[ID] => 11447
[post_author] => 34
[post_date] => 2019-09-09 09:00:14
[post_date_gmt] => 2019-09-09 08:00:14
[post_content] => Readers will probably be aware of ‘detectorists’ – those people, usually in anoraks, who go around the countryside with a metal detector looking for buried treasure. Well, unbeknownst to us, there is a similar practice that goes on in waterways – ‘magnet fishing’. In fact, this only came to light because authorities in France are clamping down on enthusiasts because of the dangers involved.
Apparently, illegal magnet fishermen (we assume they are mainly men) use large magnets to retrieve debris from rivers or canals but, recently, police in Nantes had to evacuate a large part of the city after a man dredged up a World War II mortar out of the River Erdre. Bomb disposal teams were called into deal with the 25-cm projectile.

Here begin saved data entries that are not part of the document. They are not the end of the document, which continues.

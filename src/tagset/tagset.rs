//! Tagset: a named, versioned container of [`Tag`]s.

use std::collections::HashMap;

use uuid::Uuid;

use crate::support::timestamp;
use crate::tagset::Tag;

/// A CATMA Tagset: a container of [`Tag`]s forming a forest (each tag has at
/// most one parent, resolved within this tagset).
#[derive(Debug, Clone)]
pub struct Tagset {
    pub uuid: Uuid,
    pub name: String,
    pub version: String,
    pub tags: HashMap<Uuid, Tag>,
}

impl Tagset {
    /// Creates a new, empty tagset.
    pub fn new(name: impl Into<String>) -> Self {
        Self {
            uuid: Uuid::new_v4(),
            name: name.into(),
            version: timestamp(),
            tags: HashMap::new(),
        }
    }

    /// Creates a tagset with explicit identity and version, as read back
    /// from a stand-off file.
    pub fn with_uuid(uuid: Uuid, name: impl Into<String>, version: impl Into<String>) -> Self {
        Self {
            uuid,
            name: name.into(),
            version: version.into(),
            tags: HashMap::new(),
        }
    }

    /// Adds (or replaces) a tag.
    pub fn add_tag(&mut self, tag: Tag) {
        self.tags.insert(tag.uuid, tag);
    }

    /// Looks up a tag by its hierarchy path, e.g. `/root-name/tag-name`.
    pub fn tag_by_path(&self, path: &str) -> Option<&Tag> {
        self.tags
            .values()
            .find(|tag| self.path_of(tag) == path)
    }

    /// Resolves a tag's hierarchy path within this tagset.
    pub fn path_of(&self, tag: &Tag) -> String {
        tag.path(&|id| self.tags.get(&id).cloned())
    }
}

#[cfg(test)]
mod tests {
    use super::*;

    #[test]
    fn tag_lookup_by_path_resolves_nested_hierarchy() {
        let mut tagset = Tagset::new("default");
        let mut root = Tag::new("entity", "jane");
        root.parent = None;
        let root_uuid = root.uuid;
        tagset.add_tag(root);

        let mut child = Tag::new("person", "jane");
        child.parent = Some(root_uuid);
        let child_uuid = child.uuid;
        tagset.add_tag(child);

        let found = tagset.tag_by_path("/entity/person").unwrap();
        assert_eq!(found.uuid, child_uuid);
    }
}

Press reports noted that a man was blinded in northern France in May this year, after fishing up a World War I shell containing mustard gas. Indeed, Eric Lombard, head of the bomb disposal unit at the Sécurité Civile, told reported that the unit is called out two or three times a week. The problem is at its most severe in northern France, scene of so much fighting during both world wars; authorities say it will take three centuries to remove all the unexploded ordnance.
Bomb disposal experts were also busy in Minnesota in August, where a widow was clearing out her home in preparation for selling it. The 74-year-old and her family came across a PVC tube in the back of the garage; perhaps they knew the late husband’s foibles well, or perhaps it was just a good guess, but they called in the Minneapolis Bomb Squad in any case.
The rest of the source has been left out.